[RECORDS FOR THE TASK — start]

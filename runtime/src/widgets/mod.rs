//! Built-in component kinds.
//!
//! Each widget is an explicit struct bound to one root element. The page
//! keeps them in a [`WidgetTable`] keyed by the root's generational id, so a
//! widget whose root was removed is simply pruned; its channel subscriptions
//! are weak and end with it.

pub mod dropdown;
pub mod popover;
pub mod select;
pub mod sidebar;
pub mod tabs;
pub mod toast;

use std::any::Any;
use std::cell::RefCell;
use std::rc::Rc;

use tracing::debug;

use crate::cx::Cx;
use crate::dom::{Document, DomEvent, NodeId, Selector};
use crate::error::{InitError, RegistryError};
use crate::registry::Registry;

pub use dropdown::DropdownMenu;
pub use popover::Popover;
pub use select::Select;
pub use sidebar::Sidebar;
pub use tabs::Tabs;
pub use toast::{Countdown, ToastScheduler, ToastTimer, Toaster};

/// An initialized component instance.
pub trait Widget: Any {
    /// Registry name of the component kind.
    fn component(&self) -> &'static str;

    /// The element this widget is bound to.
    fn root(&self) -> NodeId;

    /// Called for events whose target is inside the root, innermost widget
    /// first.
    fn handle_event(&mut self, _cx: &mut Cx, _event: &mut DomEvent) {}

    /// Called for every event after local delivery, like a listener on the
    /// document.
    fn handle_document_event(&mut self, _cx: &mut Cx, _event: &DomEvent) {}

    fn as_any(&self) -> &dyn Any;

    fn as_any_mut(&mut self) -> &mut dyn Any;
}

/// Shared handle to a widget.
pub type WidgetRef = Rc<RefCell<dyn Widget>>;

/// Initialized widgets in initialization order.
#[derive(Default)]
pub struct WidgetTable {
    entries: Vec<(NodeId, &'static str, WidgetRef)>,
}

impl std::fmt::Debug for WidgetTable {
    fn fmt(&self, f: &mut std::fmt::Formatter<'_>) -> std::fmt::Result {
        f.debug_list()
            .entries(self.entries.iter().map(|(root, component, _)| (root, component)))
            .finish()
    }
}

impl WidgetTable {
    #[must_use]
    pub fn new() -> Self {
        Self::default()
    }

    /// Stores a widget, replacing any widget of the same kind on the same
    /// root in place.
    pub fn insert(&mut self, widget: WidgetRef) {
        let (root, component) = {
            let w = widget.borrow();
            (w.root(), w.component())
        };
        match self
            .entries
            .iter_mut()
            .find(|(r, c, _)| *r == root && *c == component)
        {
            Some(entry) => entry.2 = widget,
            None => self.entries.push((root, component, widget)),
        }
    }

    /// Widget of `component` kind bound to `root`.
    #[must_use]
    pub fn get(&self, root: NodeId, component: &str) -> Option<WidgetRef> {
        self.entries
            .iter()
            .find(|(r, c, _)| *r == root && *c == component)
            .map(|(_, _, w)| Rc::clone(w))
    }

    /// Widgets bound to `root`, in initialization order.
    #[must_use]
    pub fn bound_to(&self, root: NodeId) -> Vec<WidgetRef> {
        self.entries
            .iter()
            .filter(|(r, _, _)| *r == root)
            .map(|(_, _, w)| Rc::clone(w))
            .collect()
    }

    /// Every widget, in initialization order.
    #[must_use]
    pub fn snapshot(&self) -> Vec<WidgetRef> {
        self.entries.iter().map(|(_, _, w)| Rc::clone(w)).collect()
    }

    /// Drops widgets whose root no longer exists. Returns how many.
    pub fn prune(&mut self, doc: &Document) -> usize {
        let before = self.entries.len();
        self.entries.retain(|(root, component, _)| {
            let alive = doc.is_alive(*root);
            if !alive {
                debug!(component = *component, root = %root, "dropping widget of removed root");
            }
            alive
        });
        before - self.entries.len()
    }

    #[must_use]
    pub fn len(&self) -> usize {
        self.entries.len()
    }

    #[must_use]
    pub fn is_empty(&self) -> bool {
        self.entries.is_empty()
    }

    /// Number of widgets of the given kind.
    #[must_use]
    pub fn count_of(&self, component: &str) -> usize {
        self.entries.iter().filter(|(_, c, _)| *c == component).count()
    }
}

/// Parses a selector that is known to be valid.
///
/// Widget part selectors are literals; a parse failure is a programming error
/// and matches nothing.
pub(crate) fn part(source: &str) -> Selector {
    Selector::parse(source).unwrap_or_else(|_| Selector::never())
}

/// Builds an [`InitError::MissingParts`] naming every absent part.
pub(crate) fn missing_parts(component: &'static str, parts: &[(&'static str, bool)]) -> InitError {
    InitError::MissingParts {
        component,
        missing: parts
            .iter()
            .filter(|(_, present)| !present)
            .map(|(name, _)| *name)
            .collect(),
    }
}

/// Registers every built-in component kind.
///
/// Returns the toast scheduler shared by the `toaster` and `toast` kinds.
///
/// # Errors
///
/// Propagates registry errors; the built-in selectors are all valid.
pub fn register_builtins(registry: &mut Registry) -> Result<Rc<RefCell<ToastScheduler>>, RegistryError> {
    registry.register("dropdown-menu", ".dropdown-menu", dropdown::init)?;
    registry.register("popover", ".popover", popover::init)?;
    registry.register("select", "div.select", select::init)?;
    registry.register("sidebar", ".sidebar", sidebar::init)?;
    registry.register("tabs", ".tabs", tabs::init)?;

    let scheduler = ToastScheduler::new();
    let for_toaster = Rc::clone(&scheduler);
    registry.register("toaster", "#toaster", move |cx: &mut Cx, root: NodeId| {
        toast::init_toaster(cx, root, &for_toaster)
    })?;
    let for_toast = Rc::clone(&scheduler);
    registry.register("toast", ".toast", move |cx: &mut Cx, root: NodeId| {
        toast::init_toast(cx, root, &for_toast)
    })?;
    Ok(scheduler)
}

[RECORDS FOR THE TASK — finish]
[RECORDS FOR THE TASK — start]

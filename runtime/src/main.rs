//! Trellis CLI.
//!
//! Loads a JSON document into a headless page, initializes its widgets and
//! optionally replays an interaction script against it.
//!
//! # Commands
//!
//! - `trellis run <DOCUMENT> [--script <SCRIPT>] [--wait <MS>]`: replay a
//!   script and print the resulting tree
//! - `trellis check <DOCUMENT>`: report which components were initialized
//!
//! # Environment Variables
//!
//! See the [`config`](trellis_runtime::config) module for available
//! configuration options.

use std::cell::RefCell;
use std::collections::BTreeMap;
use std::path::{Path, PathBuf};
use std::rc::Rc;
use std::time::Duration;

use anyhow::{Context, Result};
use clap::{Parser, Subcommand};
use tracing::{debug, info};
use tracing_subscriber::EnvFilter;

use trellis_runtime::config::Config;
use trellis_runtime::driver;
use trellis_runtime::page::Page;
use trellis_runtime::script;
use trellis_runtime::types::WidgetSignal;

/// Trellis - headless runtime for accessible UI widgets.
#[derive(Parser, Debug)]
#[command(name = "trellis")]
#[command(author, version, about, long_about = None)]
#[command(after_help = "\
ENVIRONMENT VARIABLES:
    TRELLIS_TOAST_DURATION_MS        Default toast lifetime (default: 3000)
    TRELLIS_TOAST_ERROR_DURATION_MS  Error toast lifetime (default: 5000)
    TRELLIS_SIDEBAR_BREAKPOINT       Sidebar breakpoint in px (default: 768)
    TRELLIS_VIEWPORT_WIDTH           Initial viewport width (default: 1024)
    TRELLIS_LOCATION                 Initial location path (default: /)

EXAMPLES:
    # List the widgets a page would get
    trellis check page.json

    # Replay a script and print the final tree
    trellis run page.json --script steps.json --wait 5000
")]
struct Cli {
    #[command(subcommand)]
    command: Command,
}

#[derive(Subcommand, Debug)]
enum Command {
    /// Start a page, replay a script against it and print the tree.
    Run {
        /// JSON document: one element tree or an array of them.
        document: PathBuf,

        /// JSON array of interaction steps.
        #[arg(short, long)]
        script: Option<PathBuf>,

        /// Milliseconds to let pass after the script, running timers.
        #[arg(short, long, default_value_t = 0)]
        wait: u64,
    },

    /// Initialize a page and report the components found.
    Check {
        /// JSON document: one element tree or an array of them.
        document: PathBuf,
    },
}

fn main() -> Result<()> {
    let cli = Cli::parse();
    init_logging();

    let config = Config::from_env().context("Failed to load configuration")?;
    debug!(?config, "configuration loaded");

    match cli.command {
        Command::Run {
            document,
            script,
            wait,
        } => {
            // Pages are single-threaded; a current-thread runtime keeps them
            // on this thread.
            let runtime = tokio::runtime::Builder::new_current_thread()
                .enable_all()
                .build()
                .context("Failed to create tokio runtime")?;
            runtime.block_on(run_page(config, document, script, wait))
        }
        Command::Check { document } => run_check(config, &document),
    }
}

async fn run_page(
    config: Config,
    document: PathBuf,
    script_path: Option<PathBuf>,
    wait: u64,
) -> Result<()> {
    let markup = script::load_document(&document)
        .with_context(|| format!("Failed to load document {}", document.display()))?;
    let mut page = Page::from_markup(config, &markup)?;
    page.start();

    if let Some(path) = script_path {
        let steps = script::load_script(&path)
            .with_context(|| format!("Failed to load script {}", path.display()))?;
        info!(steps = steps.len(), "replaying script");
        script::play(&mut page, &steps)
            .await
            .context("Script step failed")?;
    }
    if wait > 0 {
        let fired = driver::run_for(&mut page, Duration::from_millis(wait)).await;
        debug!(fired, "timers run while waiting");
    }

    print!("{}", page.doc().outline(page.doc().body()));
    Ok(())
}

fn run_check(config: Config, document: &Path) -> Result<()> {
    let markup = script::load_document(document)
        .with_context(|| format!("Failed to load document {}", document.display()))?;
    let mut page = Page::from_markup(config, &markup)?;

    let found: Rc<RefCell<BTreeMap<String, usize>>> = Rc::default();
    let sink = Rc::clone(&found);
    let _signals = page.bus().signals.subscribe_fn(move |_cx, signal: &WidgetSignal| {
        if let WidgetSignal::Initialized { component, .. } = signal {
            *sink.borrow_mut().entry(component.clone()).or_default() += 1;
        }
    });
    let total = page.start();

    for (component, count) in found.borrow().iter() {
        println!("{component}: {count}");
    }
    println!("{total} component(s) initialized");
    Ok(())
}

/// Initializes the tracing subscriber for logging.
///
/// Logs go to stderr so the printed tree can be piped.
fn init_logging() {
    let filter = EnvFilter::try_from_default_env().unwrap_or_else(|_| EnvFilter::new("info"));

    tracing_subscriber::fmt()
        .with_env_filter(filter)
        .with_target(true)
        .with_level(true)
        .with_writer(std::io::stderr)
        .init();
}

[RECORDS FOR THE TASK — finish]

**ABOUT THIS TASK:**
Total the lines of the data that include the word "println", and give that total as the sole response.

**RESULT OF THIS TASK:**
2